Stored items
= = =

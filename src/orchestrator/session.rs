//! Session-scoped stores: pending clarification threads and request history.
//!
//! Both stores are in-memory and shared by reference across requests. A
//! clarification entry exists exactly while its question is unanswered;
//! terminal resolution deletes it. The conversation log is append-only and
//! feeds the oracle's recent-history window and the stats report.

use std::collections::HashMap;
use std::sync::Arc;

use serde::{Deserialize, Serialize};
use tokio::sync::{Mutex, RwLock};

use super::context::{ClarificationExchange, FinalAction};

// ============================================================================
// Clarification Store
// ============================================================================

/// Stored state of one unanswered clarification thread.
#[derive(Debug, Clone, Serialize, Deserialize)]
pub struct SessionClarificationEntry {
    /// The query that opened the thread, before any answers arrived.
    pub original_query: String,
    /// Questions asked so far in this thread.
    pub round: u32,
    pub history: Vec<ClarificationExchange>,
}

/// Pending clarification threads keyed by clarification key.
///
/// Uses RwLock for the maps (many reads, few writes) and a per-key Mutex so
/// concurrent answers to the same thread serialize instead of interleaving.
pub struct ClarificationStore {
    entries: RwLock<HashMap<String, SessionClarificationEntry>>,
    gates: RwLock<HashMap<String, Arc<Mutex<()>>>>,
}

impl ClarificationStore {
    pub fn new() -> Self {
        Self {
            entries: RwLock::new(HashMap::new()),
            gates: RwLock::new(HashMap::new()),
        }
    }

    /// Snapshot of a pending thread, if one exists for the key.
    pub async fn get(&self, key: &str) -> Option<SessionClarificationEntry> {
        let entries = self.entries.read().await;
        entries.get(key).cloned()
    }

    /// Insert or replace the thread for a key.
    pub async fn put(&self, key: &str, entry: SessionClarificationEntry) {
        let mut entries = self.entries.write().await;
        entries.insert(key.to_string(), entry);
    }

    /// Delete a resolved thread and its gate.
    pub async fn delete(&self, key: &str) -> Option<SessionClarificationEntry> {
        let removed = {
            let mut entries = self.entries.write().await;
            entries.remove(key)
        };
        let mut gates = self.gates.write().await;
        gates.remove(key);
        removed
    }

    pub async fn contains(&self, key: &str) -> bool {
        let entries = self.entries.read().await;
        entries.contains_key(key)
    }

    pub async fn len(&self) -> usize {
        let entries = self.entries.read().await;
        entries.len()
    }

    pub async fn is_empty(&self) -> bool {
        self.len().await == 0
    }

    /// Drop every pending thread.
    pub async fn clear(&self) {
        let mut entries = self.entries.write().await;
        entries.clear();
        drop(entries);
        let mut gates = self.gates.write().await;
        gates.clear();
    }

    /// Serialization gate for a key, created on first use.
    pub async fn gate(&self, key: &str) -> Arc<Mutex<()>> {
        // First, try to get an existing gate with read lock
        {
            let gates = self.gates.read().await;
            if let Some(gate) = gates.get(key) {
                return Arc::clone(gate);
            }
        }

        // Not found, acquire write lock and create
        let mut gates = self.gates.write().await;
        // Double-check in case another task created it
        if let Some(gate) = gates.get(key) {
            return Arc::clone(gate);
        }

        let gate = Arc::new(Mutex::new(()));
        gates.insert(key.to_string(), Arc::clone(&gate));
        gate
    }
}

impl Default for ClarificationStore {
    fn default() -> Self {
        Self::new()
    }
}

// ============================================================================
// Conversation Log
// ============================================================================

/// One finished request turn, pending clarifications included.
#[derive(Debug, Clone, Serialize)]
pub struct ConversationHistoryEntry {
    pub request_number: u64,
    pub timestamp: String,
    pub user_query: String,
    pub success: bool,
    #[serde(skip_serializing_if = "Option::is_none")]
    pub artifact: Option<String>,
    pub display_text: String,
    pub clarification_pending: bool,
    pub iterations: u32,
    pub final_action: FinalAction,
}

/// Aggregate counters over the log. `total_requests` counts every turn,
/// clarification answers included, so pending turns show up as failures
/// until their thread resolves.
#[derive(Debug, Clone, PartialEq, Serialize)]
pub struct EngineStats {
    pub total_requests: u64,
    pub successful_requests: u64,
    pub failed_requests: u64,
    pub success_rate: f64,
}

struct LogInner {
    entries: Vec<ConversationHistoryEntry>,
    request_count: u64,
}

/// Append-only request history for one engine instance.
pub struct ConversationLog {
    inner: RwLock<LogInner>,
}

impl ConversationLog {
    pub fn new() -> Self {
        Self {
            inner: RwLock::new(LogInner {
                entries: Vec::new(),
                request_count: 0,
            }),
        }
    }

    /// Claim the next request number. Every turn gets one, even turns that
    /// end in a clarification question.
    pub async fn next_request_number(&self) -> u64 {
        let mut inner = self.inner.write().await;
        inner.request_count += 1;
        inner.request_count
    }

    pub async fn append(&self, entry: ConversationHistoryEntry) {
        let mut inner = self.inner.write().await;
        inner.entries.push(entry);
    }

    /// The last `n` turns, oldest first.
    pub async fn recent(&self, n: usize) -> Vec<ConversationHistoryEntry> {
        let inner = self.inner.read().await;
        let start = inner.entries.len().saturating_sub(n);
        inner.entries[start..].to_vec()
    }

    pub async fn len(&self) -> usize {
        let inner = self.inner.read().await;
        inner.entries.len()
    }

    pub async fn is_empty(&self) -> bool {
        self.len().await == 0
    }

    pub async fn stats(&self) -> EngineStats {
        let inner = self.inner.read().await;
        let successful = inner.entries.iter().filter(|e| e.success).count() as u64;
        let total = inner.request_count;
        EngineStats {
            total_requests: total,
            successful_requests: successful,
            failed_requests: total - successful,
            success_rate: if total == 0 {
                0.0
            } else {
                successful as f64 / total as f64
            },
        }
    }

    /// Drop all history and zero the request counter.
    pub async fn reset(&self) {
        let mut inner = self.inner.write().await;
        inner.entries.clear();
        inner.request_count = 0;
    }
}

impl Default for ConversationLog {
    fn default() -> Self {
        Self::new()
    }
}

= = =

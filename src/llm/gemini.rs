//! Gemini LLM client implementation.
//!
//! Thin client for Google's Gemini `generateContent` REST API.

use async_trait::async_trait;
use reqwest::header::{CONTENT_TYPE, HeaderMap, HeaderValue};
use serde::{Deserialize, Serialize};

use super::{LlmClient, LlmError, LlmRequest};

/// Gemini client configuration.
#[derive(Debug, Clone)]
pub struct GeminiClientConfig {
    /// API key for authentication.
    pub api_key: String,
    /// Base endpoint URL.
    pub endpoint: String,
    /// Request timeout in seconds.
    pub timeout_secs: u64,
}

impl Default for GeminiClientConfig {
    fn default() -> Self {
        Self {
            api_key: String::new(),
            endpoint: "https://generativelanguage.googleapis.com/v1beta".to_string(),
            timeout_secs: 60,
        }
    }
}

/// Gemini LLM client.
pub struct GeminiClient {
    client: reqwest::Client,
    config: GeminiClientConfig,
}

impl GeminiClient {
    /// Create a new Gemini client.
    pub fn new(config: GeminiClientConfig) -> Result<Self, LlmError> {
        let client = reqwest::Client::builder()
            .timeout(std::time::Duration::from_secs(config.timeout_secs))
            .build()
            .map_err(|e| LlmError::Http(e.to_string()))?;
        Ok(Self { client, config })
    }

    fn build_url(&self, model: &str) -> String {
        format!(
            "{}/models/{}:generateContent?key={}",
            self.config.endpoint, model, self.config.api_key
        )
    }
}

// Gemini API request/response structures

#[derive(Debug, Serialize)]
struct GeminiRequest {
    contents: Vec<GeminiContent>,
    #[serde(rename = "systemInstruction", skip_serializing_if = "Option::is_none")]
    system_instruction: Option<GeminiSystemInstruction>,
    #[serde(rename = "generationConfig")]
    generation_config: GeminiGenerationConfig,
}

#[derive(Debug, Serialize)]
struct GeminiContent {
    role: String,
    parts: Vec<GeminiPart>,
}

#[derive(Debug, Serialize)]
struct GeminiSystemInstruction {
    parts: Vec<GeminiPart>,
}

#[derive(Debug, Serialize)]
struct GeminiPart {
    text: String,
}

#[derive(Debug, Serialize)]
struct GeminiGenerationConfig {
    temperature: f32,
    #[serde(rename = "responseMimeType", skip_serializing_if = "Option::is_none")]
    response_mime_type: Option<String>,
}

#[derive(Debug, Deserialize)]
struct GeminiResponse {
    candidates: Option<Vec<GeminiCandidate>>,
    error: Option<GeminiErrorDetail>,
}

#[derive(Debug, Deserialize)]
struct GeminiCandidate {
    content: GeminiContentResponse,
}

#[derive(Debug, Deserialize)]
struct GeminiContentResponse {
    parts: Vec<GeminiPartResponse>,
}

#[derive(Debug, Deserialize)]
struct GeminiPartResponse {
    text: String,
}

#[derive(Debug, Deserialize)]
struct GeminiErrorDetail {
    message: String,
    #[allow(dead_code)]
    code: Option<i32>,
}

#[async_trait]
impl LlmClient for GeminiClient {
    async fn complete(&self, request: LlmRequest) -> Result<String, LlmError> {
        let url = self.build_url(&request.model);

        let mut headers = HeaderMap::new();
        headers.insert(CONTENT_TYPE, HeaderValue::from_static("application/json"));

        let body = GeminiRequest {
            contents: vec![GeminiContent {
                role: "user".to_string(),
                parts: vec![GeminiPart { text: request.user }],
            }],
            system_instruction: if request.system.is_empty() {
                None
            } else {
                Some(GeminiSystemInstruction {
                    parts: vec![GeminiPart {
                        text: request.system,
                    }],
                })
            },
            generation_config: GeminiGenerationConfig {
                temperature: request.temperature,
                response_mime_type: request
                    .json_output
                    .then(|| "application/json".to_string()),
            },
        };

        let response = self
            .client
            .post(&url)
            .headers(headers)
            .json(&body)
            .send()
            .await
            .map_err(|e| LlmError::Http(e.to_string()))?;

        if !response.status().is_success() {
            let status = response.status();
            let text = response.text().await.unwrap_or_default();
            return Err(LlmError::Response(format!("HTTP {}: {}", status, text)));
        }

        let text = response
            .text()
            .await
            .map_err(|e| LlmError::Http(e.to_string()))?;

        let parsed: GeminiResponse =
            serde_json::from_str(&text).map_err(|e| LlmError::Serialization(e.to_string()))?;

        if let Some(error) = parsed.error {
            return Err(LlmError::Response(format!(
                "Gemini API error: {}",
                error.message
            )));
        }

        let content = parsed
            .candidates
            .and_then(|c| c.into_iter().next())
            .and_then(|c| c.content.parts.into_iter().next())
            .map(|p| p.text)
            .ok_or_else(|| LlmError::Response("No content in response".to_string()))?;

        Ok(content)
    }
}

= = =

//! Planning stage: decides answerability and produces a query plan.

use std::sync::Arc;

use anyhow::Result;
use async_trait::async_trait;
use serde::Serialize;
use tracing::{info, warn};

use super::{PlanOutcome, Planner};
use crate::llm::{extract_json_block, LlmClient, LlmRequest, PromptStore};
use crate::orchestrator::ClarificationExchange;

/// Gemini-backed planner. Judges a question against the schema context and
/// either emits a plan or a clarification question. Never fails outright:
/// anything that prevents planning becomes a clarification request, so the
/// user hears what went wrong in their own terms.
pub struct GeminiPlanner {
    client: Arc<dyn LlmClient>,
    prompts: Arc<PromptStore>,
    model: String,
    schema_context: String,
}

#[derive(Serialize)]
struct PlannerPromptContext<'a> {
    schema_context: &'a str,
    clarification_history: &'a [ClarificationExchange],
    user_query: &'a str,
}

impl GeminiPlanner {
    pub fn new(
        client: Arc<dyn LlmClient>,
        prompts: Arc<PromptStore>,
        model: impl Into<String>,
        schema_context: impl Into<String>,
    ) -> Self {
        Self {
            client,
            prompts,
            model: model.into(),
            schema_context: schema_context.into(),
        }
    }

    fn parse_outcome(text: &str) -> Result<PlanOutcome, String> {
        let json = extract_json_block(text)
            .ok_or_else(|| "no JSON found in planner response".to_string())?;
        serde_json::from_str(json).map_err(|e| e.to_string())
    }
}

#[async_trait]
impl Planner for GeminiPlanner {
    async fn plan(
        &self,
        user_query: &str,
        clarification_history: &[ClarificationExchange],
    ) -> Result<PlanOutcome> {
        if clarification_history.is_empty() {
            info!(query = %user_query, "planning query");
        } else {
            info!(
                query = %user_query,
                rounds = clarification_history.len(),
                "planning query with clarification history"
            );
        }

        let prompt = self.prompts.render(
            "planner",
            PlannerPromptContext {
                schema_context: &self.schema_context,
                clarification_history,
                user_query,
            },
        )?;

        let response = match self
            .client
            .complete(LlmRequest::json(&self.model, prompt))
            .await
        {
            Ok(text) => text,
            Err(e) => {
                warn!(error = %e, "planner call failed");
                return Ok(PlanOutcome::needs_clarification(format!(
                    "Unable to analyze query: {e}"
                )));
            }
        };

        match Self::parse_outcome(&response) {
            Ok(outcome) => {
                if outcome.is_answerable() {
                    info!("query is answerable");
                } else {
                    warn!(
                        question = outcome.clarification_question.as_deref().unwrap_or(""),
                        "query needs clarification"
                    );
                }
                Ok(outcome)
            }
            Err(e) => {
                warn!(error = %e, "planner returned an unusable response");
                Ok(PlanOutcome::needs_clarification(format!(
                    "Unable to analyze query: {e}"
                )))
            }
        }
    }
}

= = =

**REQUIRED WORK**
Which lines run from the one holding "filename src/orchestrator/session.rs" through the one holding "pub struct ClarificationStore" in the records above? Repeat them exactly, both included, and nothing more.

**TASK RESPONSE**
filename src/orchestrator/session.rs
//! Session-scoped stores: pending clarification threads and request history.
//!
//! Both stores are in-memory and shared by reference across requests. A
//! clarification entry exists exactly while its question is unanswered;
//! terminal resolution deletes it. The conversation log is append-only and
//! feeds the oracle's recent-history window and the stats report.

use std::collections::HashMap;
use std::sync::Arc;

use serde::{Deserialize, Serialize};
use tokio::sync::{Mutex, RwLock};

use super::context::{ClarificationExchange, FinalAction};

// ============================================================================
// Clarification Store
// ============================================================================

/// Stored state of one unanswered clarification thread.
#[derive(Debug, Clone, Serialize, Deserialize)]
pub struct SessionClarificationEntry {
    /// The query that opened the thread, before any answers arrived.
    pub original_query: String,
    /// Questions asked so far in this thread.
    pub round: u32,
    pub history: Vec<ClarificationExchange>,
}

/// Pending clarification threads keyed by clarification key.
///
/// Uses RwLock for the maps (many reads, few writes) and a per-key Mutex so
/// concurrent answers to the same thread serialize instead of interleaving.
pub struct ClarificationStore {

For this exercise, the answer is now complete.